Music starts, almost a whisper at first, then louder; a piano piece, a beautiful melody broken by occasional, achingly deliberate discord.
‘So, tell me, Raoul,’ she says, sitting next to me in a black silk gown, holding two champagne glasses, ‘what exactly is wrong with it?’ The soft lights of the Quiet move below us in the blue night, thousands of them, large and small, like a starry sky inverted.
‘Absolutely nothing,’ I say. We clink glasses. Her fingers brush mine. She kisses me again, slowly, deliberately, with one hand touching my temple lightly. ‘I want to remember this,’ she says. ‘I want
Her warm soft weight is on me, her perfume a pine forest, her hair tickling my face like
as the music swells around us I remember
her hands trace lines on my chest
‘Tell me,’ she says
softly
‘You fucking bastard. You unbelievable fucking bastard,’ Raymonde screams.
The present is a champagne bottle, breaking across my head. I black out a moment, and when my vision returns, I am lying on the floor and she is standing over me, an old cane in her hand.
‘Have you. Any idea. What you did?’
Her face is a silver mask. Her voice is a chorus rasp.
Mieli shatters the pseudoglass with her wings. The shards billow across the room in slow motion like snow. The metacortex floods her with information. The thief is
She dropped all subtlety hunting the thief down, telling
She tries to grab the thief and leave as quickly as she came, but the fog is faster, surrounding her wings in a layer of thick gel, trying to force itself down into her lungs, blocking her ghostgun ports. She fires a q-dot, in blind/stun mode. It goes off like a miniature sun. But the fog stays ahead. It turns into a white opaque cloud around the pinpoint of brightness, not letting out much more than a lava lamp. Then her wings’ waste-heat radiators are blocked too, and she has to drop back to slowtime.

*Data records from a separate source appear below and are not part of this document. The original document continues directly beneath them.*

// Private module declaration
mod server;

use prometheus::{
    HistogramOpts, HistogramVec, IntCounter, IntCounterVec, IntGauge, IntGaugeVec, Opts, Registry,
};

use crate::utils::{CircuitPhase, RetryObserver, RetryOutcome, StateTransition, TransitionListener};

// Re-export for public API
pub use server::start_metrics_server;

// ============================================================================
// Metrics Module - Prometheus metrics for observability
// ============================================================================
//
// Write-only sink for:
// - Event publication (published, failed, short-circuited, latency)
// - Best-effort re-publication queue
// - Retry attempts and outcomes
// - Circuit breaker phases and transitions
// - Consumer dedup decisions
// - Dead Letter Queue statistics
//
// Nothing in the control flow reads these values back.
// ============================================================================

pub struct Metrics {
    registry: Registry,

    // Publication Metrics
    pub events_published: IntCounterVec,
    pub events_publish_failed: IntCounterVec,
    pub events_short_circuited: IntCounterVec,
    pub publish_duration: HistogramVec,

    // Re-publication Metrics
    pub republish_queued: IntCounter,
    pub republish_queue_depth: IntGauge,

    // Retry Metrics
    pub retry_attempts_total: IntCounterVec,
    pub retry_success: IntCounterVec,
    pub retry_failure: IntCounterVec,
    pub retry_permanent_failure: IntCounterVec,

    // Circuit Breaker Metrics
    pub circuit_breaker_state: IntGaugeVec,
    pub circuit_breaker_transitions: IntCounterVec,

    // Consumer Metrics
    pub consumer_decisions: IntCounterVec,
    pub consumer_processing_duration: HistogramVec,

    // DLQ Metrics
    pub dlq_messages_total: IntCounter,
    pub dlq_messages_by_event_type: IntCounterVec,
}

impl Metrics {
    pub fn new() -> anyhow::Result<Self> {
        let registry = Registry::new();

        // Publication Metrics
        let events_published = IntCounterVec::new(
            Opts::new("events_published_total", "Events accepted by the broker"),
            &["event_type"],
        )?;
        registry.register(Box::new(events_published.clone()))?;

        let events_publish_failed = IntCounterVec::new(
            Opts::new("events_publish_failed_total", "Event publications the broker did not accept"),
            &["event_type", "reason"],
        )?;
        registry.register(Box::new(events_publish_failed.clone()))?;

        let events_short_circuited = IntCounterVec::new(
            Opts::new("events_short_circuited_total", "Event publications rejected by an open circuit"),
            &["event_type"],
        )?;
        registry.register(Box::new(events_short_circuited.clone()))?;

        let publish_duration = HistogramVec::new(
            HistogramOpts::new("event_publish_duration_seconds", "Broker send latency")
                .buckets(vec![0.001, 0.005, 0.01, 0.05, 0.1, 0.5, 1.0, 5.0]),
            &["event_type"],
        )?;
        registry.register(Box::new(publish_duration.clone()))?;

        // Re-publication Metrics
        let republish_queued = IntCounter::new(
            "events_republish_queued_total",
            "Events queued for best-effort re-publication",
        )?;
        registry.register(Box::new(republish_queued.clone()))?;

        let republish_queue_depth = IntGauge::new(
            "republish_queue_depth",
            "Events currently waiting for re-publication",
        )?;
        registry.register(Box::new(republish_queue_depth.clone()))?;

        // Retry Metrics
        let retry_attempts_total = IntCounterVec::new(
            Opts::new("retry_attempts_total", "Total retry attempts"),
            &["operation", "attempt"],
        )?;
        registry.register(Box::new(retry_attempts_total.clone()))?;

        let retry_success = IntCounterVec::new(
            Opts::new("retry_success_total", "Operations that eventually succeeded"),
            &["operation"],
        )?;
        registry.register(Box::new(retry_success.clone()))?;

        let retry_failure = IntCounterVec::new(
            Opts::new("retry_failure_total", "Total failed retries after all attempts"),
            &["operation"],
        )?;
        registry.register(Box::new(retry_failure.clone()))?;

        let retry_permanent_failure = IntCounterVec::new(
            Opts::new("retry_permanent_failure_total", "Operations failed with a non-retryable error"),
            &["operation"],
        )?;
        registry.register(Box::new(retry_permanent_failure.clone()))?;

        // Circuit Breaker Metrics
        let circuit_breaker_state = IntGaugeVec::new(
            Opts::new(
                "circuit_breaker_state",
                "Circuit breaker state (0=Closed, 1=Open, 2=HalfOpen)",
            ),
            &["name"],
        )?;
        registry.register(Box::new(circuit_breaker_state.clone()))?;

        let circuit_breaker_transitions = IntCounterVec::new(
            Opts::new("circuit_breaker_transitions_total", "Circuit breaker state transitions"),
            &["name", "from_state", "to_state"],
        )?;
        registry.register(Box::new(circuit_breaker_transitions.clone()))?;

        // Consumer Metrics
        let consumer_decisions = IntCounterVec::new(
            Opts::new("consumer_decisions_total", "Idempotent consumer decisions"),
            &["decision"],
        )?;
        registry.register(Box::new(consumer_decisions.clone()))?;

        let consumer_processing_duration = HistogramVec::new(
            HistogramOpts::new("consumer_processing_duration_seconds", "Side effect duration")
                .buckets(vec![0.001, 0.005, 0.01, 0.05, 0.1, 0.5, 1.0, 5.0]),
            &["event_type"],
        )?;
        registry.register(Box::new(consumer_processing_duration.clone()))?;

        // DLQ Metrics
        let dlq_messages_total = IntCounter::new(
            "dlq_messages_total",
            "Total messages in dead letter queue",
        )?;
        registry.register(Box::new(dlq_messages_total.clone()))?;

        let dlq_messages_by_event_type = IntCounterVec::new(
            Opts::new("dlq_messages_by_event_type", "DLQ messages by event type"),
            &["event_type"],
        )?;
        registry.register(Box::new(dlq_messages_by_event_type.clone()))?;

        Ok(Self {
            registry,
            events_published,
            events_publish_failed,
            events_short_circuited,
            publish_duration,
            republish_queued,
            republish_queue_depth,
            retry_attempts_total,
            retry_success,
            retry_failure,
            retry_permanent_failure,
            circuit_breaker_state,
            circuit_breaker_transitions,
            consumer_decisions,
            consumer_processing_duration,
            dlq_messages_total,
            dlq_messages_by_event_type,
        })
    }

    /// Get the Prometheus registry for exposing metrics via HTTP
    pub fn registry(&self) -> &Registry {
        &self.registry
    }

    pub fn record_published(&self, event_type: &str, duration_secs: f64) {
        self.events_published.with_label_values(&[event_type]).inc();
        self.publish_duration.with_label_values(&[event_type]).observe(duration_secs);
    }

    pub fn record_publish_failure(&self, event_type: &str, reason: &str) {
        self.events_publish_failed.with_label_values(&[event_type, reason]).inc();
    }

    pub fn record_short_circuit(&self, event_type: &str) {
        self.events_short_circuited.with_label_values(&[event_type]).inc();
    }

    pub fn record_republish_queued(&self) {
        self.republish_queued.inc();
        self.republish_queue_depth.inc();
    }

    pub fn record_republish_dequeued(&self) {
        self.republish_queue_depth.dec();
    }

    pub fn record_retry_attempt(&self, operation: &str, attempt: u32) {
        let attempt = attempt.to_string();
        self.retry_attempts_total.with_label_values(&[operation, attempt.as_str()]).inc();
    }

    pub fn record_consumer_decision(&self, decision: &str) {
        self.consumer_decisions.with_label_values(&[decision]).inc();
    }

    pub fn record_consumer_processing(&self, event_type: &str, duration_secs: f64) {
        self.consumer_processing_duration.with_label_values(&[event_type]).observe(duration_secs);
    }

    /// Helper to record DLQ message
    pub fn record_dlq_message(&self, event_type: &str) {
        self.dlq_messages_total.inc();
        self.dlq_messages_by_event_type.with_label_values(&[event_type]).inc();
    }

    pub fn update_circuit_breaker_state(&self, name: &str, phase: CircuitPhase) {
        self.circuit_breaker_state.with_label_values(&[name]).set(phase.gauge_value());
    }
}

impl RetryObserver for Metrics {
    fn on_attempt(&self, operation: &str, attempt: u32) {
        self.record_retry_attempt(operation, attempt);
    }

    fn on_outcome(&self, operation: &str, outcome: RetryOutcome) {
        match outcome {
            RetryOutcome::Succeeded { .. } => self.retry_success.with_label_values(&[operation]).inc(),
            RetryOutcome::Exhausted { .. } => self.retry_failure.with_label_values(&[operation]).inc(),
            RetryOutcome::Permanent { .. } => {
                self.retry_permanent_failure.with_label_values(&[operation]).inc()
            }
        }
    }
}

impl TransitionListener for Metrics {
    fn on_transition(&self, transition: &StateTransition) {
        self.circuit_breaker_transitions
            .with_label_values(&[
                transition.name.as_str(),
                transition.from.as_str(),
                transition.to.as_str(),
            ])
            .inc();
        self.update_circuit_breaker_state(&transition.name, transition.to);
    }
}

impl Default for Metrics {
    fn default() -> Self {
        Self::new().expect("Failed to create metrics")
    }
}

#[cfg(test)]
mod tests {
    use super::*;

    #[test]
    fn test_metrics_creation() {
        let metrics = Metrics::new().unwrap();
        metrics.record_published("OrderCreated", 0.01);
        assert!(!metrics.registry.gather().is_empty());
    }

    #[test]
    fn test_record_publication_outcomes() {
        let metrics = Metrics::new().unwrap();
        metrics.record_published("OrderCreated", 0.05);
        metrics.record_publish_failure("OrderCreated", "broker");
        metrics.record_short_circuit("OrderPaid");

        assert_eq!(metrics.events_published.with_label_values(&["OrderCreated"]).get(), 1);
        assert_eq!(
            metrics.events_publish_failed.with_label_values(&["OrderCreated", "broker"]).get(),
            1
        );
        assert_eq!(metrics.events_short_circuited.with_label_values(&["OrderPaid"]).get(), 1);
    }

    #[test]
    fn test_retry_observer() {
        let metrics = Metrics::new().unwrap();
        metrics.on_attempt("save_order", 1);
        metrics.on_attempt("save_order", 2);
        metrics.on_outcome("save_order", RetryOutcome::Succeeded { attempts: 2 });

        assert_eq!(metrics.retry_attempts_total.with_label_values(&["save_order", "2"]).get(), 1);
        assert_eq!(metrics.retry_success.with_label_values(&["save_order"]).get(), 1);
    }

    #[test]
    fn test_record_dlq_message() {
        let metrics = Metrics::new().unwrap();
        metrics.record_dlq_message("OrderCreated");
        metrics.record_dlq_message("OrderPaid");

        assert_eq!(metrics.dlq_messages_total.get(), 2);
    }

    #[test]
    fn test_transition_listener_tracks_phase_gauge() {
        let metrics = Metrics::new().unwrap();
        metrics.on_transition(&StateTransition {
            name: "broker-publisher".into(),
            from: CircuitPhase::Closed,
            to: CircuitPhase::Open,
            failure_rate: 60.0,
            slow_call_rate: 0.0,
        });

        assert_eq!(metrics.circuit_breaker_state.with_label_values(&["broker-publisher"]).get(), 1);
        assert_eq!(
            metrics
                .circuit_breaker_transitions
                .with_label_values(&["broker-publisher", "Closed", "Open"])
                .get(),
            1
        );
    }

    #[test]
    fn test_republish_queue_depth() {
        let metrics = Metrics::new().unwrap();
        metrics.record_republish_queued();
        metrics.record_republish_queued();
        metrics.record_republish_dequeued();

        assert_eq!(metrics.republish_queued.get(), 2);
        assert_eq!(metrics.republish_queue_depth.get(), 1);
    }
}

The tzaddik’s foglet-enhanced blow is like colliding with an Oortian comet. It takes her through a glass shelving unit and the wall behind it. The plaster and ceramics feels like wet sand when she passes through it. Her armour screams and a quickstone-enhanced rib actually snaps. Her metacortex muffles the pain; she gets up in a cloud of debris. She is in the bathroom. A monster angel stares at her in the bathroom mirror.
More blows. She tries to block them, but they flow and snake around her arms. The tzaddik is out of reach, the foglets forming amorphous extensions of her will. Mieli is fighting a ghost. She needs space. She channels power from the fusion reactor in her thigh into the microfans of the wings. A mighty wind howls. The foglets scatter. She grabs a handful, swallows, sets a gogol to work on them.

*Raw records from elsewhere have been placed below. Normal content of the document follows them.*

use std::sync::Arc;
use tokio::sync::watch;
use tokio::time::sleep;

use super::idempotent::{ConsumerDecision, IdempotentConsumer};
use crate::errors::BrokerError;
use crate::messaging::{Delivery, DeliverySource};

enum Step {
    Acked,
    Nacked,
    Idle,
}

/// Polls one `DeliverySource` and feeds every delivery through the
/// idempotent consumer, acking or nacking as it decides.
pub struct ConsumerWorker<D: DeliverySource> {
    source: D,
    consumer: Arc<IdempotentConsumer>,
}

impl<D: DeliverySource + 'static> ConsumerWorker<D> {
    pub fn new(source: D, consumer: Arc<IdempotentConsumer>) -> Self {
        Self { source, consumer }
    }

    /// Handle deliveries until the source is drained or a delivery is nacked.
    /// Returns how many deliveries were acknowledged.
    pub async fn process_available(&mut self) -> Result<usize, BrokerError> {
        let mut acked = 0;
        while let Some(delivery) = self.source.poll().await? {
            match self.handle(&delivery).await? {
                Step::Acked => acked += 1,
                Step::Nacked | Step::Idle => break,
            }
        }
        Ok(acked)
    }

    pub fn spawn(self, shutdown: watch::Receiver<bool>) -> tokio::task::JoinHandle<()> {
        tokio::spawn(self.run(shutdown))
    }

    /// Run until `shutdown` flips to true or its sender is dropped.
    pub async fn run(mut self, mut shutdown: watch::Receiver<bool>) {
        let group = self.consumer.config().consumer_group.clone();
        let idle = self.consumer.config().idle_poll_interval;
        let redelivery = self.consumer.config().redelivery_delay;
        tracing::info!(consumer_group = %group, "🚀 Consumer worker started");

        loop {
            if *shutdown.borrow() {
                break;
            }

            let polled = tokio::select! {
                changed = shutdown.changed() => {
                    if changed.is_err() {
                        break;
                    }
                    continue;
                }
                polled = self.source.poll() => polled,
            };

            let step = match polled {
                Ok(Some(delivery)) => self.handle(&delivery).await,
                Ok(None) => Ok(Step::Idle),
                Err(e) => Err(e),
            };

            let delay = match step {
                Ok(Step::Acked) => continue,
                Ok(Step::Nacked) => redelivery,
                Ok(Step::Idle) => idle,
                Err(e) => {
                    tracing::warn!(consumer_group = %group, error = %e, "Broker error in consumer loop");
                    idle
                }
            };

            tokio::select! {
                changed = shutdown.changed() => {
                    if changed.is_err() {
                        break;
                    }
                }
                _ = sleep(delay) => {}
            }
        }

        tracing::info!(consumer_group = %group, "Consumer worker stopped");
    }

    async fn handle(&mut self, delivery: &Delivery) -> Result<Step, BrokerError> {
        match self.consumer.on_delivery(delivery).await {
            ConsumerDecision::Ack(_) => {
                self.source.ack(delivery).await?;
                Ok(Step::Acked)
            }
            ConsumerDecision::Nack => {
                self.source.nack(delivery).await?;
                Ok(Step::Nacked)
            }
        }
    }
}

Wings clear, she dumps enough waste heat to go into quicktime. Now approaching the tzaddik is a leisurely walk, ducking beneath static foglet tendrils, hanging in the air in her enhanced vision like frozen soap bubble streams. The tzaddik is a silver-masked statue. Mieli hits her, a carefully placed blow on a soft, human, base of her neck, just enough to take her out—
—and her hand passes through a foglet image.
The Godel attack is a 120-decibel speaker pressed to her eardrum. Genetic algorithm viruses flood her systems, trying to get past the machines and into her human brain. The countermeasure gogol’s whiny voice says something. She launches it at the fog and shuts all her systems down.
The sudden humanity feels like a bad cold. For a moment, she is helpless in the grip of the foglet tendrils, her wings hanging limply down her back. Then the countermeasures bite and the fog explodes into inert white powder. She falls to the floor, gasping, coughing, flesh and blood.